Data items:
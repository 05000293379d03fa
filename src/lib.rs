//! # paged-fetch
//!
//! Fetches every page of a paginated remote listing into a local
//! key-addressed store.
//!
//! ## How a run works
//!
//! - **Probe** - page 1 is fetched alone and stored, then read back to learn
//!   the total page count
//! - **Fan-out** - the remaining pages are fetched with bounded concurrency;
//!   each completed page admits one more fetch
//! - **Single writer** - all store writes happen on the coordinating task, in
//!   arrival order, under the page's decimal key
//! - **First error wins** - any failure cancels outstanding fetches and ends
//!   the run; pages already stored are kept
//!
//! ## Quick Start
//!
//! ```no_run
//! use paged_fetch::{Config, MediaKind, Paginator, ResourceKind};
//!
//! #[tokio::main]
//! async fn main() -> Result<(), Box<dyn std::error::Error>> {
//!     let mut config = Config::default();
//!     config.storage.store_root = "pages".into();
//!
//!     let paginator = Paginator::new(config)?;
//!
//!     let mut events = paginator.subscribe();
//!     tokio::spawn(async move {
//!         while let Ok(event) = events.recv().await {
//!             println!("Event: {:?}", event);
//!         }
//!     });
//!
//!     let summary = paginator
//!         .fetch_all_pages(ResourceKind::StoreProducts, MediaKind::Game)
//!         .await?;
//!     println!("{} pages stored", summary.total_pages);
//!     Ok(())
//! }
//! ```

#![warn(missing_docs)]
#![warn(clippy::all)]
#![warn(clippy::unwrap_used)]
#![warn(clippy::expect_used)]

/// Configuration types
pub mod config;
/// Total page count decoding
pub mod decode;
/// Error types
pub mod error;
/// Two-phase pagination engine
pub mod pagination;
/// Listing address resolution
pub mod resolver;
/// Key-addressed page storage
pub mod store;
/// HTTP page transport
pub mod transport;
/// Core types and events
pub mod types;

// Re-export commonly used types
pub use config::{Config, FetchConfig, HttpConfig, StorageConfig};
pub use decode::{JsonTotalPages, PageCountDecoder};
pub use error::{Error, Result};
pub use pagination::{PageFetcher, Paginator, PaginatorBuilder, fetch_all_pages};
pub use resolver::{AddressResolver, MediaParam, PageUrlTemplate, UrlResolver};
pub use store::{LocalStore, LocalStoreProvider, PageStore, StoreProvider};
pub use transport::{HttpTransport, PageTransport};
pub use types::{
    Event, FetchSummary, MediaKind, PageBody, PageCount, PageIndex, Phase, ResourceKind,
};
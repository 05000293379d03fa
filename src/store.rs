//! Key-addressed page store.
//!
//! [`LocalStore`] keeps one `<key>.json` file per page in a directory per
//! resource/media pair, plus an `_index.json` of content hashes. A put whose
//! content hash matches the indexed one leaves the stored file untouched, so
//! refetching unchanged pages does not rewrite them.

use chrono::{DateTime, Utc};
use serde::{Deserialize, Serialize};
use sha2::{Digest, Sha256};
use std::collections::BTreeMap;
use std::path::{Path, PathBuf};
use std::sync::Arc;
use tokio::io::{AsyncReadExt, AsyncWriteExt};
use tokio::sync::Mutex;

use crate::error::{Error, Result};
use crate::types::{MediaKind, PageBody, ResourceKind};

const INDEX_FILE: &str = "_index.json";
const VALUE_EXT: &str = "json";
const COPY_BUFFER_SIZE: usize = 8 * 1024;

/// Storage for the pages of one listing
#[async_trait::async_trait]
pub trait PageStore: Send + Sync {
    /// Consume `body` and store it under `key`, returning the bytes written
    async fn put(&self, key: &str, body: PageBody) -> Result<u64>;

    /// Open the value stored under `key`
    async fn get(&self, key: &str) -> Result<PageBody>;

    /// Whether a value is stored under `key`
    async fn contains(&self, key: &str) -> bool;

    /// All stored keys
    async fn keys(&self) -> Result<Vec<String>>;
}

/// Opens the store for a resource/media pair
#[async_trait::async_trait]
pub trait StoreProvider: Send + Sync {
    /// Open (creating if needed) the store for these coordinates
    async fn open(&self, kind: ResourceKind, media: MediaKind) -> Result<Arc<dyn PageStore>>;
}

/// Index entry for one stored value
#[derive(Clone, Debug, PartialEq, Eq, Serialize, Deserialize)]
pub struct IndexRecord {
    /// SHA-256 of the stored bytes, lowercase hex
    pub hash: String,
    /// When the stored bytes last changed
    pub modified: DateTime<Utc>,
}

/// Directory-backed [`PageStore`]
pub struct LocalStore {
    dir: PathBuf,
    index: Mutex<BTreeMap<String, IndexRecord>>,
}

impl LocalStore {
    /// Open the store rooted at `dir`, creating the directory and loading its index
    pub async fn open(dir: impl Into<PathBuf>) -> Result<Self> {
        let dir = dir.into();
        tokio::fs::create_dir_all(&dir).await?;

        let index_path = dir.join(INDEX_FILE);
        let index: BTreeMap<String, IndexRecord> = match tokio::fs::read(&index_path).await {
            Ok(bytes) => serde_json::from_slice(&bytes)?,
            Err(e) if e.kind() == std::io::ErrorKind::NotFound => BTreeMap::new(),
            Err(e) => return Err(Error::Io(e)),
        };

        tracing::debug!(dir = %dir.display(), "Opened page store");
        Ok(Self {
            dir,
            index: Mutex::new(index),
        })
    }

    /// Directory holding the values
    pub fn dir(&self) -> &Path {
        &self.dir
    }

    /// Index entry for `key`, if stored
    pub async fn record(&self, key: &str) -> Option<IndexRecord> {
        self.index.lock().await.get(key).cloned()
    }

    fn value_path(&self, key: &str) -> PathBuf {
        self.dir.join(format!("{key}.{VALUE_EXT}"))
    }

    /// Stream `body` into `tmp`, returning the byte count and content hash
    async fn write_temp(tmp: &Path, mut body: PageBody) -> std::io::Result<(u64, String)> {
        let mut file = tokio::fs::File::create(tmp).await?;
        let mut hasher = Sha256::new();
        let mut buf = vec![0u8; COPY_BUFFER_SIZE];
        let mut written = 0u64;

        loop {
            let n = body.read(&mut buf).await?;
            if n == 0 {
                break;
            }
            hasher.update(&buf[..n]);
            file.write_all(&buf[..n]).await?;
            written += n as u64;
        }
        file.flush().await?;

        Ok((written, format!("{:x}", hasher.finalize())))
    }

    async fn save_index(&self, index: &BTreeMap<String, IndexRecord>) -> std::io::Result<()> {
        let bytes = serde_json::to_vec_pretty(index).map_err(std::io::Error::other)?;
        let tmp = self.dir.join(format!("{INDEX_FILE}.tmp"));
        tokio::fs::write(&tmp, bytes).await?;
        tokio::fs::rename(&tmp, self.dir.join(INDEX_FILE)).await
    }

    async fn put_inner(&self, key: &str, body: PageBody) -> std::io::Result<u64> {
        let target = self.value_path(key);
        let tmp = self.dir.join(format!("{key}.{VALUE_EXT}.tmp"));

        let (written, hash) = match Self::write_temp(&tmp, body).await {
            Ok(result) => result,
            Err(e) => {
                let _ = tokio::fs::remove_file(&tmp).await;
                return Err(e);
            }
        };

        let mut index = self.index.lock().await;
        let unchanged = index.get(key).is_some_and(|r| r.hash == hash)
            && tokio::fs::try_exists(&target).await.unwrap_or(false);
        if unchanged {
            tokio::fs::remove_file(&tmp).await?;
            tracing::debug!(key, "Page unchanged, keeping stored copy");
            return Ok(written);
        }

        tokio::fs::rename(&tmp, &target).await?;
        index.insert(
            key.to_string(),
            IndexRecord {
                hash,
                modified: Utc::now(),
            },
        );
        self.save_index(&index).await?;
        Ok(written)
    }
}

/// Keys become file names, so they must be plain names
fn check_key(key: &str) -> std::io::Result<()> {
    let valid = !key.is_empty()
        && !key.starts_with(['.', '_'])
        && !key.contains(['/', '\\'])
        && key != INDEX_FILE;
    if valid {
        Ok(())
    } else {
        Err(std::io::Error::new(
            std::io::ErrorKind::InvalidInput,
            format!("invalid store key {key:?}"),
        ))
    }
}

#[async_trait::async_trait]
impl PageStore for LocalStore {
    async fn put(&self, key: &str, body: PageBody) -> Result<u64> {
        let result = match check_key(key) {
            Ok(()) => self.put_inner(key, body).await,
            Err(e) => Err(e),
        };
        result.map_err(|source| Error::StoreWrite {
            key: key.to_string(),
            source,
        })
    }

    async fn get(&self, key: &str) -> Result<PageBody> {
        let opened = match check_key(key) {
            Ok(()) => tokio::fs::File::open(self.value_path(key)).await,
            Err(e) => Err(e),
        };
        match opened {
            Ok(file) => Ok(Box::pin(file)),
            Err(source) => Err(Error::StoreRead {
                key: key.to_string(),
                source,
            }),
        }
    }

    async fn contains(&self, key: &str) -> bool {
        self.index.lock().await.contains_key(key)
    }

    async fn keys(&self) -> Result<Vec<String>> {
        Ok(self.index.lock().await.keys().cloned().collect())
    }
}

/// Opens a [`LocalStore`] at `<root>/<resource-kind>/<media-kind>`
#[derive(Clone, Debug)]
pub struct LocalStoreProvider {
    root: PathBuf,
}

impl LocalStoreProvider {
    /// Provider rooted at `root`
    pub fn new(root: impl Into<PathBuf>) -> Self {
        Self { root: root.into() }
    }

    /// Directory used for a resource/media pair
    pub fn dir_for(&self, kind: ResourceKind, media: MediaKind) -> PathBuf {
        self.root.join(kind.as_str()).join(media.as_str())
    }
}

#[async_trait::async_trait]
impl StoreProvider for LocalStoreProvider {
    async fn open(&self, kind: ResourceKind, media: MediaKind) -> Result<Arc<dyn PageStore>> {
        let store = LocalStore::open(self.dir_for(kind, media)).await?;
        Ok(Arc::new(store))
    }
}
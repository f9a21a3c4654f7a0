//! Test fixtures for the slot listing and booking tests
//!
//! Factory functions for stores, configs and routers shared by the
//! integration tests.
#![allow(dead_code)]

use agenda_common::Row;
use agenda_config::{AppConfig, SheetsConfig, StoreBackend};
use agenda_sheets::handlers::SheetsState;
use agenda_sheets::logic::{SheetSettings, BOOKING_LOG_HEADER};
use agenda_sheets::memory::InMemorySheetStore;
use agenda_sheets::routes::routes_with_state;
use axum::Router;
use serde_json::json;
use std::sync::Arc;

/// Creates a slot row with the given date, time and status texts
pub fn slot(date: &str, time: &str, status: &str) -> Row {
    vec![json!(date), json!(time), json!(status)]
}

/// Creates a store holding the given slot rows plus an empty booking log
pub fn create_store(slots: Vec<Row>) -> Arc<InMemorySheetStore> {
    let mut rows = vec![slot("Data", "Hora", "Status")];
    rows.extend(slots);
    Arc::new(
        InMemorySheetStore::new()
            .with_table("Horarios", rows)
            .with_table(
                "Agendamentos",
                vec![BOOKING_LOG_HEADER.iter().map(|c| json!(c)).collect()],
            ),
    )
}

/// A week of morning slots, the second one already taken
pub fn create_week_store() -> Arc<InMemorySheetStore> {
    create_store(vec![
        slot("10/06/2024", "09:00", "LIVRE"),
        slot("10/06/2024", "10:00", "OCUPADO"),
        slot("11/06/2024", "09:00", "LIVRE"),
        slot("12/06/2024", "09:00", "livre"),
        slot("15/06/2024", "08:30", "LIVRE"),
    ])
}

/// Creates a mock AppConfig using the in-memory backend
pub fn create_mock_config() -> Arc<AppConfig> {
    Arc::new(AppConfig {
        sheets: SheetsConfig {
            backend: StoreBackend::Memory,
            ..SheetsConfig::default()
        },
        ..AppConfig::default()
    })
}

/// Creates the slot router around `store`
pub fn create_router(store: Arc<InMemorySheetStore>) -> Router {
    let config = create_mock_config();
    let settings = SheetSettings::from_config(&config.sheets).expect("valid settings");
    let state = SheetsState::new(settings, store);
    routes_with_state(Arc::new(state))
}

◆ INSTRUCTIONS FOR THE TASK ◆
Isolate the lines above that contain the word "BTreeMap" and copy them.

◆ SOLUTION BELOW ◆
use std::collections::BTreeMap;
    index: Mutex<BTreeMap<String, IndexRecord>>,
        let index: BTreeMap<String, IndexRecord> = match tokio::fs::read(&index_path).await {
            Err(e) if e.kind() == std::io::ErrorKind::NotFound => BTreeMap::new(),
    async fn save_index(&self, index: &BTreeMap<String, IndexRecord>) -> std::io::Result<()> {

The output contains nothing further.